The requirements are:

  1. I need to be able to deploy an SSIS project (of more than one SSIS package) to different machines;
  2. The different machines will mean the same code will connect to different database instances, and read / write different bits of file system – each deployment uses a single database and a single bit of the file system;
  3. I need the deployment to a given machine to be a single click and then forget (so that the chance of it going wrong is as small as possible, and so people don’t need to sit there baby-sitting the process);
  4. When deployed, the SSIS code will be run periodically via SQL Agent;
  5. The SSIS code needs to be edited in Visual Studio, with the minimum of messing about before or after an editing session (otherwise people will eventually forget to do all the messing about correctly and things will go wrong).

The constraints are:

  1. The SSIS project is run as files in a directory, rather than in the database (the bulk of the work is done via stored procedures that the SSIS code calls, before you stress too much over performance – SSIS is a thin orchestration layer over the top);
  2. The SSIS project is currently set to package deployment (rather than project deployment);
  3. We currently store all code in Git and deploy C# code using Jenkins and Octopus, so the team knows how to deploy with them and how to create and edit the relevant configuration.

I’ll now give some background, to help you understand the approach.

SSIS variables give configurability

SSIS connects to the outside world (e.g. to files or databases) via connection managers.  The simple approach with these is for the connection managers to contain a text string that is e.g. the path to the file or the database connection string.

You can add in a layer of indirection via SSIS variables.  The connection manager can be configured to evaluate an expression, whose value can be made of zero or more variables, string constants and operations that combine them (e.g. concatenate them).

SSIS variables can be given a default value, which can be changed if required by the code as it runs.  (We won’t need to change them for our configuration needs, but variables can also keep track of state as the code runs, e.g. the row id of the last row in the previous batch processed.)

Using variables in connection managers like this, the code can remain basically the same for all environments, but the variables can be changed to point to different databases or bits of file system.

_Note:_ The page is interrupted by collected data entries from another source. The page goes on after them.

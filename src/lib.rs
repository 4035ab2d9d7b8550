pub mod api;
pub mod config;
pub mod error;
pub mod extract;
pub mod llm;
pub mod qa;
pub mod store;

use std::sync::Arc;
use config::Config;
use store::{PageCache, SettingsStore};

/// Application state that will be shared across handlers
#[derive(Clone)]
pub struct AppState {
    pub config: Arc<Config>,
    pub pages: Arc<PageCache>,
    pub settings: Arc<SettingsStore>,
}

impl AppState {
    pub fn new(config: Config) -> Self {
        let pages = PageCache::new(&config.data_dir);
        let settings = SettingsStore::new(&config.data_dir);
        Self {
            config: Arc::new(config),
            pages: Arc::new(pages),
            settings: Arc::new(settings),
        }
    }
}
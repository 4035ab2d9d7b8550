use tracing::info;

use crate::AppState;
use crate::error::{AppError, Result};
use crate::extract::page_key;
use crate::llm;

/// Longest context sent to the endpoint, in characters.
pub const MAX_CONTEXT_CHARS: usize = 8000;
const TRUNCATION_MARKER: &str = "...";

/// Keeps the last `MAX_CONTEXT_CHARS` characters of `text`, marking the cut.
///
/// The tail is kept on the assumption that answers in long pages tend to sit
/// near the end.
pub fn truncate_context(text: &str) -> String {
    let total = text.chars().count();
    if total <= MAX_CONTEXT_CHARS {
        return text.to_string();
    }
    let start = text
        .char_indices()
        .nth(total - MAX_CONTEXT_CHARS)
        .map(|(i, _)| i)
        .unwrap_or(0);
    let mut result = String::with_capacity(TRUNCATION_MARKER.len() + text.len() - start);
    result.push_str(TRUNCATION_MARKER);
    result.push_str(&text[start..]);
    result
}

/// Answers `question` from the latest cached capture of `source_url`.
pub async fn answer(state: &AppState, question: &str, source_url: &str) -> Result<String> {
    let question = question.trim();
    if question.is_empty() {
        return Err(AppError::Validation("Please enter a question".to_string()));
    }
    if source_url.trim().is_empty() {
        return Err(AppError::Validation("Please select a source page".to_string()));
    }
    let source_url = page_key(source_url)?;

    let latest = state
        .pages
        .latest(&source_url)
        .await?
        .ok_or_else(|| AppError::NotFound("No cached text found for this page".to_string()))?;

    let config = state.settings.load().await?;
    if config.endpoint.trim().is_empty() {
        return Err(AppError::ConfigError(
            "API endpoint not configured. Save an endpoint in the settings first.".to_string(),
        ));
    }

    let context = truncate_context(&latest.text);
    info!(
        url = %source_url,
        endpoint = %config.endpoint,
        context_chars = context.chars().count(),
        "answering question"
    );

    llm::ask(&config.endpoint, &context, question).await
}
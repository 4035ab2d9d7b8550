use once_cell::sync::Lazy;
use reqwest::{Client, ClientBuilder, Response};
use serde::Serialize;
use serde_json::Value;
use tracing::{debug, warn};

use crate::error::{AppError, Result};

// No request timeout: a question stays pending for as long as the endpoint takes.
static CLIENT: Lazy<Client> = Lazy::new(|| {
    ClientBuilder::new()
        .pool_max_idle_per_host(4)
        .build()
        .expect("Failed to build HTTP client")
});

const PROBE_TEXT: &str = "Test text for connection";
const PROBE_QUESTION: &str = "Say \"Hello\"";

#[derive(Serialize)]
struct AskRequest<'a> {
    text: &'a str,
    question: &'a str,
}

/// The answer shapes endpoints are known to return, in the order they are tried.
#[derive(Debug, Clone, PartialEq)]
pub enum AnswerPayload {
    Response(String),
    Answer(String),
    Bare(String),
    Text(String),
    Message(String),
    Opaque(Value),
}

impl AnswerPayload {
    pub fn decode(body: Value) -> Self {
        if let Some(s) = string_field(&body, "response") {
            return AnswerPayload::Response(s);
        }
        if let Some(s) = string_field(&body, "answer") {
            return AnswerPayload::Answer(s);
        }
        if let Value::String(s) = &body {
            return AnswerPayload::Bare(s.clone());
        }
        if let Some(s) = string_field(&body, "text") {
            return AnswerPayload::Text(s);
        }
        if let Some(s) = string_field(&body, "message") {
            return AnswerPayload::Message(s);
        }
        AnswerPayload::Opaque(body)
    }

    /// The answer text, trimmed. Unrecognized bodies come back as their JSON text.
    pub fn into_answer(self) -> String {
        match self {
            AnswerPayload::Response(s)
            | AnswerPayload::Answer(s)
            | AnswerPayload::Bare(s)
            | AnswerPayload::Text(s)
            | AnswerPayload::Message(s) => s.trim().to_string(),
            AnswerPayload::Opaque(v) => v.to_string().trim().to_string(),
        }
    }
}

fn string_field(body: &Value, name: &str) -> Option<String> {
    match body.get(name) {
        Some(Value::String(s)) if !s.is_empty() => Some(s.clone()),
        _ => None,
    }
}

async fn post_question(endpoint: &str, text: &str, question: &str) -> Result<Response> {
    let res = CLIENT
        .post(endpoint)
        .header(reqwest::header::CONTENT_TYPE, "application/json")
        .json(&AskRequest { text, question })
        .send()
        .await
        .map_err(|e| {
            warn!(endpoint = %endpoint, error = %e, "request to answer endpoint failed");
            AppError::from(e)
        })?;
    Ok(res)
}

async fn read_json_body(res: Response) -> Result<Value> {
    let bytes = res.bytes().await?;
    serde_json::from_slice(&bytes)
        .map_err(|e| AppError::Protocol(format!("API returned invalid JSON: {}", e)))
}

fn status_line(res: &Response) -> String {
    let status = res.status();
    format!(
        "{} {}",
        status.as_u16(),
        status.canonical_reason().unwrap_or("")
    )
    .trim_end()
    .to_string()
}

/// Sends `{text, question}` to `endpoint` and returns the trimmed answer.
pub async fn ask(endpoint: &str, text: &str, question: &str) -> Result<String> {
    debug!(endpoint = %endpoint, context_chars = text.chars().count(), "asking endpoint");
    let res = post_question(endpoint, text, question).await?;

    if !res.status().is_success() {
        let status = status_line(&res);
        let body = res
            .text()
            .await
            .unwrap_or_else(|e| format!("<unreadable body: {}>", e));
        return Err(AppError::Api(format!("API error: {}. {}", status, body)));
    }

    let body = read_json_body(res).await?;
    Ok(AnswerPayload::decode(body).into_answer())
}

/// Sends a fixed probe question; success means the endpoint answered with JSON.
pub async fn test_connection(endpoint: &str) -> Result<()> {
    let res = post_question(endpoint, PROBE_TEXT, PROBE_QUESTION).await?;

    if !res.status().is_success() {
        return Err(AppError::Api(format!("Connection failed: {}", status_line(&res))));
    }

    read_json_body(res).await?;
    Ok(())
}

#[cfg(test)]
mod tests {
    use super::*;
    use serde_json::json;

    fn answer(body: Value) -> String {
        AnswerPayload::decode(body).into_answer()
    }

    #[test]
    fn known_fields_in_priority_order() {
        assert_eq!(answer(json!({"response": "Paris"})), "Paris");
        assert_eq!(answer(json!({"answer": "42"})), "42");
        assert_eq!(answer(json!("ok")), "ok");
        assert_eq!(answer(json!({"text": "from text"})), "from text");
        assert_eq!(answer(json!({"message": "from message"})), "from message");
        assert_eq!(
            answer(json!({"message": "m", "answer": "a", "response": "r"})),
            "r"
        );
        assert_eq!(answer(json!({"text": "t", "answer": "a"})), "a");
    }

    #[test]
    fn empty_or_non_string_fields_are_skipped() {
        assert_eq!(
            AnswerPayload::decode(json!({"response": "", "answer": "fallback"})),
            AnswerPayload::Answer("fallback".into())
        );
        assert_eq!(
            AnswerPayload::decode(json!({"response": 7, "message": "m"})),
            AnswerPayload::Message("m".into())
        );
    }

    #[test]
    fn unrecognized_body_becomes_its_json_text() {
        assert_eq!(answer(json!({"foo": "bar"})), r#"{"foo":"bar"}"#);
        assert_eq!(answer(Value::Null), "null");
    }

    #[test]
    fn opaque_body_keeps_server_key_order() {
        let raw = r#"{"status":"ok","data":{"zeta":1,"alpha":2}}"#;
        let body: Value = serde_json::from_str(raw).unwrap();
        assert_eq!(answer(body), raw);
    }

    #[test]
    fn answers_are_trimmed() {
        assert_eq!(answer(json!({"response": "\n  Paris.  \n"})), "Paris.");
        assert_eq!(answer(json!("  spaced ")), "spaced");
    }
}
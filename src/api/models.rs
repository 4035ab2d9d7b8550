use serde::{Deserialize, Serialize};

use crate::extract::ExtractMode;

#[derive(Deserialize)]
pub struct CaptureRequest {
    pub url: String,
    #[serde(default)]
    pub title: String,
    pub text: String,
    #[serde(default)]
    pub mode: ExtractMode,
}

#[derive(Deserialize)]
pub struct PageQuery {
    pub url: String,
}

#[derive(Serialize)]
pub struct CaptureResponse {
    pub record: crate::extract::ExtractionRecord,
    pub captures: usize,
}

#[derive(Serialize)]
pub struct SourceOption {
    pub url: String,
    pub label: String,
}

#[derive(Deserialize)]
pub struct AskRequest {
    #[serde(default)]
    pub question: String,
    #[serde(default, alias = "sourceUrl")]
    pub source_url: String,
}

#[derive(Serialize)]
pub struct AskResponse {
    pub answer: String,
}

#[derive(Deserialize)]
pub struct SaveSettingsRequest {
    #[serde(default)]
    pub endpoint: String,
    #[serde(default)]
    pub model: String,
}

#[derive(Deserialize, Default)]
pub struct TestConnectionRequest {
    pub endpoint: Option<String>,
}

#[derive(Serialize)]
pub struct ConnectionStatus {
    pub endpoint: String,
    pub message: String,
}
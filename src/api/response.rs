use serde::Serialize;
use axum::Json;
use axum::http::StatusCode;
use chrono::Utc;

/// Envelope wrapped around every API reply.
#[derive(Serialize)]
pub struct ApiResponse<T> {
    pub data: Option<T>,
    pub meta: ResponseMeta,
}

#[derive(Serialize)]
pub struct ResponseMeta {
    pub status: String,
    pub status_code: u16,
    pub timestamp: String,
    pub message: Option<String>,
}

pub type Reply<T> = (StatusCode, Json<ApiResponse<T>>);

fn meta(status: &str, code: StatusCode, message: Option<String>) -> ResponseMeta {
    ResponseMeta {
        status: status.to_string(),
        status_code: code.as_u16(),
        timestamp: Utc::now().to_rfc3339(),
        message,
    }
}

pub fn success<T: Serialize>(data: T) -> Reply<T> {
    (
        StatusCode::OK,
        Json(ApiResponse {
            data: Some(data),
            meta: meta("success", StatusCode::OK, None),
        }),
    )
}

pub fn done(message: impl Into<String>) -> Reply<()> {
    (
        StatusCode::OK,
        Json(ApiResponse {
            data: None,
            meta: meta("success", StatusCode::OK, Some(message.into())),
        }),
    )
}

pub fn error<T>(status: StatusCode, message: String) -> Reply<T> {
    (
        status,
        Json(ApiResponse {
            data: None,
            meta: meta("error", status, Some(message)),
        }),
    )
}
pub mod models;
pub mod response;
pub mod routes;
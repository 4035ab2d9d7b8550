use axum::{
    routing::{get, post},
    Router,
    extract::{DefaultBodyLimit, Json, Query, State},
};
use tower_http::cors::{CorsLayer, Any};
use tower_http::trace::TraceLayer;
use tracing::{info, warn};

use crate::error::{AppError, Result};
use crate::api::models::{
    AskRequest, AskResponse, CaptureRequest, CaptureResponse, ConnectionStatus, PageQuery,
    SaveSettingsRequest, SourceOption, TestConnectionRequest,
};
use crate::api::response::{self, Reply};
use crate::extract::{page_key, ExtractionRecord};
use crate::store::{settings::validate_endpoint, EndpointConfig, PageSummary};
use crate::{llm, qa, AppState};

pub fn create_router(app_state: AppState) -> Router {
    let body_limit = app_state.config.max_body_bytes;
    Router::new()
        .route("/health", get(health))
        .route("/api/pages", post(capture_handler).get(list_pages).delete(clear_pages))
        .route("/api/pages/records", get(page_records).delete(delete_page))
        .route("/api/sources", get(list_sources))
        .route("/api/ask", post(ask_handler))
        .route("/api/settings", get(load_settings).put(save_settings))
        .route("/api/settings/test", post(test_connection_handler))
        .layer(DefaultBodyLimit::max(body_limit))
        .layer(TraceLayer::new_for_http())
        .layer(
            CorsLayer::new()
                .allow_origin(Any)
                .allow_methods(Any)
                .allow_headers(Any),
        )
        .with_state(app_state)
}

fn logged<T>(action: &'static str, result: Result<T>) -> Result<T> {
    result.inspect_err(|err| match err {
        AppError::Validation(_) | AppError::NotFound(_) => {
            info!(action, error = %err, "request rejected")
        }
        _ => warn!(action, error = %err, "request failed"),
    })
}

async fn health() -> Reply<&'static str> {
    response::success("ok")
}

async fn capture_handler(
    State(state): State<AppState>,
    Json(req): Json<CaptureRequest>,
) -> Result<Reply<CaptureResponse>> {
    logged("capture", async {
        let record = ExtractionRecord::capture(&req.url, &req.title, &req.text, req.mode)?;
        let captures = state.pages.append(record.clone()).await?;
        Ok::<_, AppError>(response::success(CaptureResponse { record, captures }))
    }
    .await)
}

async fn list_pages(State(state): State<AppState>) -> Result<Reply<Vec<PageSummary>>> {
    logged("list_pages", state.pages.summaries().await.map(response::success))
}

async fn page_records(
    State(state): State<AppState>,
    Query(q): Query<PageQuery>,
) -> Result<Reply<Vec<ExtractionRecord>>> {
    logged("page_records", async {
        let records = state.pages.get(&page_key(&q.url)?).await?;
        Ok::<_, AppError>(response::success(records))
    }
    .await)
}

async fn delete_page(
    State(state): State<AppState>,
    Query(q): Query<PageQuery>,
) -> Result<Reply<()>> {
    logged("delete_page", async {
        let url = page_key(&q.url)?;
        if !state.pages.remove(&url).await? {
            return Err(AppError::NotFound("No cached text found for this page".to_string()));
        }
        Ok::<_, AppError>(response::done("Deleted cached text for this page"))
    }
    .await)
}

async fn clear_pages(State(state): State<AppState>) -> Result<Reply<()>> {
    logged("clear_pages", state.pages.clear().await)?;
    Ok(response::done("All cache cleared"))
}

async fn list_sources(State(state): State<AppState>) -> Result<Reply<Vec<SourceOption>>> {
    let summaries = logged("list_sources", state.pages.summaries().await)?;
    let sources = summaries
        .iter()
        .map(|s| SourceOption {
            url: s.url.clone(),
            label: s.source_label(),
        })
        .collect();
    Ok(response::success(sources))
}

async fn ask_handler(
    State(state): State<AppState>,
    Json(req): Json<AskRequest>,
) -> Result<Reply<AskResponse>> {
    let answer = logged("ask", qa::answer(&state, &req.question, &req.source_url).await)?;
    Ok(response::success(AskResponse { answer }))
}

async fn load_settings(State(state): State<AppState>) -> Result<Reply<EndpointConfig>> {
    logged("load_settings", state.settings.load().await.map(response::success))
}

async fn save_settings(
    State(state): State<AppState>,
    Json(req): Json<SaveSettingsRequest>,
) -> Result<Reply<EndpointConfig>> {
    logged(
        "save_settings",
        state.settings.save(&req.endpoint, &req.model).await.map(response::success),
    )
}

async fn test_connection_handler(
    State(state): State<AppState>,
    Json(req): Json<TestConnectionRequest>,
) -> Result<Reply<ConnectionStatus>> {
    logged("test_connection", async {
        let endpoint = match req.endpoint {
            Some(endpoint) => validate_endpoint(&endpoint)?,
            None => state.settings.load().await?.endpoint,
        };
        llm::test_connection(&endpoint).await?;
        Ok::<_, AppError>(response::success(ConnectionStatus {
            endpoint,
            message: "Connection successful! API server is responding.".to_string(),
        }))
    }
    .await)
}
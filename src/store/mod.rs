pub mod cache;
pub mod settings;

pub use cache::{PageCache, PageSummary};
pub use settings::{EndpointConfig, SettingsStore, DEFAULT_ENDPOINT};

use std::path::Path;

use serde::{de::DeserializeOwned, Serialize};
use tracing::debug;

use crate::error::Result;

/// Reads a JSON document, treating a missing file as the type's default.
async fn read_json<T: DeserializeOwned + Default>(path: &Path) -> Result<T> {
    match tokio::fs::read(path).await {
        Ok(bytes) if bytes.iter().all(u8::is_ascii_whitespace) => Ok(T::default()),
        Ok(bytes) => Ok(serde_json::from_slice(&bytes)?),
        Err(e) if e.kind() == std::io::ErrorKind::NotFound => {
            debug!(path = %path.display(), "data file missing, using empty value");
            Ok(T::default())
        }
        Err(e) => Err(e.into()),
    }
}

/// Replaces `path` with the serialized value; readers never observe a partial file.
async fn write_json<T: Serialize>(path: &Path, value: &T) -> Result<()> {
    if let Some(parent) = path.parent() {
        tokio::fs::create_dir_all(parent).await?;
    }
    let bytes = serde_json::to_vec_pretty(value)?;
    let tmp = path.with_extension("json.tmp");
    tokio::fs::write(&tmp, bytes).await?;
    tokio::fs::rename(&tmp, path).await?;
    Ok(())
}
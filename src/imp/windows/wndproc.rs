use windows_sys::Win32::Foundation::{HWND, LPARAM, LRESULT, WPARAM};
use windows_sys::Win32::UI::WindowsAndMessaging::DefWindowProcW;

use crate::Reply;

/// The window procedure installed on every class registered by this crate.
///
/// The procedure keeps no state of its own: the message bridge finds the window the message is
/// about and decides whether the default procedure must run.
pub unsafe extern "system" fn wndproc(
    hwnd: HWND,
    msg: u32,
    wparam: WPARAM,
    lparam: LPARAM,
) -> LRESULT {
    match crate::handle_message(hwnd, msg, wparam, lparam) {
        Reply::Handled => 0,
        Reply::Default => unsafe { DefWindowProcW(hwnd, msg, wparam, lparam) },
    }
}
//! The state shared between the environment and the (stateless) native window procedure.
//!
//! The window procedure can only find its way back to the application through thread-local
//! state: a table mapping native window handles to [`WindowId`]s, and the dispatcher installed
//! for the duration of the native calls that may re-enter it.

use std::cell::{Cell, RefCell};
use std::collections::{HashMap, VecDeque};

use crate::{Dispatcher, Event, Message, RawHandle, Reply, WindowId};

thread_local! {
    static WINDOWS: RefCell<HashMap<RawHandle, WindowId>> = RefCell::new(HashMap::new());
    static ADOPTING: Cell<Option<WindowId>> = Cell::new(None);
    static ADOPTED: RefCell<Vec<RawHandle>> = RefCell::new(Vec::new());
    static SINK: Cell<Option<Sink>> = Cell::new(None);
    static PENDING: RefCell<VecDeque<Event>> = RefCell::new(VecDeque::new());
    static DRAINING: Cell<bool> = Cell::new(false);
}

/// A type-erased pointer to the installed dispatcher.
#[derive(Clone, Copy)]
struct Sink {
    /// # Safety
    ///
    /// This function expects the `state` parameter to be a pointer to the associated
    /// `handler_state`.
    handler_fn: unsafe fn(state: *mut (), event: &Event),
    handler_state: *mut (),
}

/// Associates a native window handle with a window.
pub(crate) fn bind(hwnd: RawHandle, window: WindowId) {
    WINDOWS.with(|windows| windows.borrow_mut().insert(hwnd, window));
}

/// Removes a native window handle from the table. Its messages reach the default procedure from
/// now on.
pub(crate) fn forget(hwnd: RawHandle) {
    WINDOWS.with(|windows| windows.borrow_mut().remove(&hwnd));
}

/// Returns the window bound to `hwnd`, if any.
pub(crate) fn lookup(hwnd: RawHandle) -> Option<WindowId> {
    if let Some(window) = WINDOWS.with(|windows| windows.borrow().get(&hwnd).copied()) {
        return Some(window);
    }

    // The system sends a few messages before `CreateWindowExW` returns the handle.
    let window = ADOPTING.with(Cell::get)?;
    bind(hwnd, window);
    ADOPTED.with(|adopted| adopted.borrow_mut().push(hwnd));
    Some(window)
}

/// Attributes messages received by unknown handles to `window` while `f` runs.
///
/// When `f` fails, the handles adopted in the meantime are forgotten again.
pub(crate) fn adopting<T, E>(
    window: WindowId,
    f: impl FnOnce() -> Result<T, E>,
) -> Result<T, E> {
    struct Guard(Option<WindowId>);

    impl Drop for Guard {
        fn drop(&mut self) {
            ADOPTING.with(|adopting| adopting.set(self.0));
        }
    }

    let before = ADOPTED.with(|adopted| adopted.borrow().len());

    let result = {
        let _guard = Guard(ADOPTING.with(|adopting| adopting.replace(Some(window))));
        f()
    };

    let adopted = ADOPTED.with(|adopted| adopted.borrow_mut().split_off(before));
    if result.is_err() {
        for hwnd in adopted {
            forget(hwnd);
        }
    }

    result
}

/// Installs `dispatcher` as the destination of window events while `f` runs.
pub(crate) fn with_dispatcher<D, R>(dispatcher: &mut D, f: impl FnOnce() -> R) -> R
where
    D: Dispatcher,
{
    unsafe fn handler_fn<D: Dispatcher>(state: *mut (), event: &Event) {
        let dispatcher = unsafe { &mut *(state as *mut D) };
        dispatcher.dispatch(event);
    }

    /// Restores the previous sink, even if `f` panics, so that the window procedure never calls
    /// into a dangling dispatcher.
    struct Guard(Option<Sink>);

    impl Drop for Guard {
        fn drop(&mut self) {
            SINK.with(|sink| sink.set(self.0));
        }
    }

    let sink = Sink {
        handler_fn: handler_fn::<D>,
        handler_state: dispatcher as *mut D as *mut (),
    };

    let _guard = Guard(SINK.with(|current| current.replace(Some(sink))));
    f()
}

/// Queues an event for the installed dispatcher.
///
/// Events raised while the dispatcher is running are delivered after it returns.
pub(crate) fn emit(event: Event) {
    PENDING.with(|pending| pending.borrow_mut().push_back(event));

    if DRAINING.with(|draining| draining.replace(true)) {
        return;
    }

    while let Some(event) = PENDING.with(|pending| pending.borrow_mut().pop_front()) {
        match SINK.with(Cell::get) {
            // SAFETY:
            //  The sink is only installed by `with_dispatcher`, which removes it before the
            //  dispatcher it points to can be used again.
            Some(sink) => unsafe { (sink.handler_fn)(sink.handler_state, &event) },
            None => log::trace!("no dispatcher installed, dropping {event:?}"),
        }
    }

    DRAINING.with(|draining| draining.set(false));
}

/// The platform-independent part of the window procedure.
///
/// Decodes the message, emits the event it produces and tells the caller whether the default
/// window procedure must be called.
pub fn handle_message(hwnd: RawHandle, msg: u32, wparam: usize, lparam: isize) -> Reply {
    let Some(window) = lookup(hwnd) else {
        return Reply::Default;
    };

    let message = Message::decode(msg, wparam, lparam);
    let (event, reply) = message.translate();

    log::trace!("window {window}: {message:?}");

    if let Some(event) = event {
        emit(Event::Window { window, event });
    }

    reply
}
use std::fmt;

/// Identifies a window created by an [`Environment`](crate::Environment).
#[derive(Clone, Copy, PartialEq, Eq, PartialOrd, Ord, Hash)]
pub struct WindowId(pub(crate) u64);

impl WindowId {
    /// Returns the raw value of the identifier.
    #[inline]
    pub const fn get(self) -> u64 {
        self.0
    }
}

impl fmt::Debug for WindowId {
    fn fmt(&self, f: &mut fmt::Formatter<'_>) -> fmt::Result {
        f.debug_tuple("WindowId").field(&self.0).finish()
    }
}

impl fmt::Display for WindowId {
    fn fmt(&self, f: &mut fmt::Formatter<'_>) -> fmt::Result {
        fmt::Display::fmt(&self.0, f)
    }
}

/// An event received from the windowing system or emitted by the application lifecycle.
#[derive(Debug, Clone, PartialEq, Eq)]
pub enum Event {
    /// Something happened to one of the windows.
    Window {
        /// The window the event is about.
        window: WindowId,
        /// What happened.
        event: WindowEvent,
    },

    /// The application lifecycle moved (or is about to move).
    App(AppEvent),
}

impl Event {
    /// Returns whether a dispatcher may veto this event by stopping its propagation.
    #[inline]
    pub fn is_cancellable(&self) -> bool {
        matches!(self, Self::App(AppEvent::Starting | AppEvent::Stopping))
    }
}

/// An event about a single window.
#[derive(Debug, Clone, Copy, PartialEq, Eq, Hash)]
pub enum WindowEvent {
    /// The user requested the window to close itself.
    ///
    /// # Note
    ///
    /// The window won't be closed automatically. It is the responsibility of the application to
    /// close the window (or stop the application) when the event is received.
    Closed,

    /// The window received the keyboard focus.
    FocusReceived,

    /// The window lost the keyboard focus.
    FocusLost,

    /// The window has been moved.
    Moved {
        /// The new X position of the client area, in pixels.
        x: i32,
        /// The new Y position of the client area, in pixels.
        y: i32,
    },

    /// The window has been resized.
    ///
    /// Both dimensions are clamped to zero when the system reports a negative value.
    Resized {
        /// The new width of the client area, in pixels.
        width: u32,
        /// The new height of the client area, in pixels.
        height: u32,
    },

    /// The window has been activated by a plain activation request.
    Shown,

    /// The window has been deactivated, or activated in any other way.
    Hidden,
}

/// An event about the lifecycle of the message loop.
#[derive(Debug, Clone, Copy, PartialEq, Eq, Hash)]
pub enum AppEvent {
    /// The message loop is about to start. Stopping the propagation of this hook prevents it.
    Starting,
    /// The message loop started.
    Started,
    /// The message loop is about to stop. Stopping the propagation of this hook prevents it.
    Stopping,
    /// The message loop stopped.
    Stopped,
}

/// Whether an event should keep propagating after a listener saw it.
#[derive(Debug, Clone, Copy, PartialEq, Eq, Hash, Default)]
pub enum Propagation {
    /// Let the remaining listeners see the event.
    #[default]
    Continue,
    /// Stop here. On a cancellable hook, this vetoes the transition.
    Stop,
}

impl Propagation {
    /// Returns whether the propagation was stopped.
    #[inline]
    pub fn is_stopped(self) -> bool {
        self == Self::Stop
    }
}

/// Delivers events to the application, synchronously.
pub trait Dispatcher {
    /// Dispatches the event and reports whether its propagation was stopped.
    fn dispatch(&mut self, event: &Event) -> Propagation;
}

impl<F> Dispatcher for F
where
    F: FnMut(&Event) -> Propagation,
{
    #[inline]
    fn dispatch(&mut self, event: &Event) -> Propagation {
        self(event)
    }
}

type Listener = Box<dyn FnMut(&Event) -> Propagation>;

/// A list of listeners called in registration order until one of them stops the propagation.
#[derive(Default)]
pub struct EventDispatcher {
    listeners: Vec<Listener>,
}

impl EventDispatcher {
    /// Creates a new, empty [`EventDispatcher`].
    pub fn new() -> Self {
        Self::default()
    }

    /// Adds a listener that sees every event.
    pub fn listen<F>(&mut self, listener: F) -> &mut Self
    where
        F: FnMut(&Event) -> Propagation + 'static,
    {
        self.listeners.push(Box::new(listener));
        self
    }

    /// Returns the number of registered listeners.
    #[inline]
    pub fn len(&self) -> usize {
        self.listeners.len()
    }

    /// Returns whether no listener is registered.
    #[inline]
    pub fn is_empty(&self) -> bool {
        self.listeners.is_empty()
    }
}

impl Dispatcher for EventDispatcher {
    fn dispatch(&mut self, event: &Event) -> Propagation {
        for listener in &mut self.listeners {
            if listener(event).is_stopped() {
                return Propagation::Stop;
            }
        }

        Propagation::Continue
    }
}

impl fmt::Debug for EventDispatcher {
    fn fmt(&self, f: &mut fmt::Formatter<'_>) -> fmt::Result {
        f.debug_struct("EventDispatcher")
            .field("listeners", &self.listeners.len())
            .finish()
    }
}
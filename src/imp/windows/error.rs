use windows_sys::Win32::Foundation::{GetLastError, SetLastError, ERROR_SUCCESS};

use crate::OsError;

/// Returns the last error code that occured on the current thread, attributed to `function`.
#[inline]
pub fn last_error(function: &'static str) -> OsError {
    OsError::new(function, unsafe { GetLastError() })
}

/// Resets the last error code of the current thread.
#[inline]
pub fn clear_last_error() {
    unsafe { SetLastError(ERROR_SUCCESS) };
}

/// Writes the system message associated with `code` to `buf`, as a raw UTF-16 string.
pub fn read_message(code: u32, buf: &mut [u16]) -> Option<usize> {
    use windows_sys::Win32::System::Diagnostics::Debug::*;

    let len = unsafe {
        FormatMessageW(
            FORMAT_MESSAGE_FROM_SYSTEM | FORMAT_MESSAGE_IGNORE_INSERTS,
            std::ptr::null(),
            code,
            0,
            buf.as_mut_ptr(),
            buf.len() as u32,
            std::ptr::null_mut(),
        )
    };

    if len == 0 {
        None
    } else {
        Some(len as usize)
    }
}

/// Returns the system message associated with `code`, if the system knows one.
pub fn describe(code: u32) -> Option<String> {
    let mut buf = Box::new([0u16; 1024]);
    let len = read_message(code, buf.as_mut())?;
    String::from_utf16(&buf[..len]).ok()
}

SSIS package configurations

SSIS code that uses package deployment can be configured via external configuration files called package configurations, that have the file suffix dtsConfig.  You need to enable package configurations for a given SSIS package while you’re editing it.  You can then further edit the package by adding zero or more different configuration files.  For a given configuration file you say which variables’ values you want that file to contain.  You then edit the file to have a specific value for each variable.

The configuration file and the package are tied together.  A configuration file contains an id that says which package it came from.  Unfortunately, when you add a package configuration to a package, the package gets the full path to the file.  In our environment, the file system for the different machines isn’t constant.  I.e. they don’t all have a drive called D where the code is installed in \path\to\installation\directory.

When you kick off an SSIS package via SQL Server Agent, you can specify a configuration file to use – either in a specific tab in the configuration settings, or by adding to the command to execute on the command line.

Unfortunately, I haven’t found a way of telling Visual Studio to use a given configuration file that doesn’t involve editing the package.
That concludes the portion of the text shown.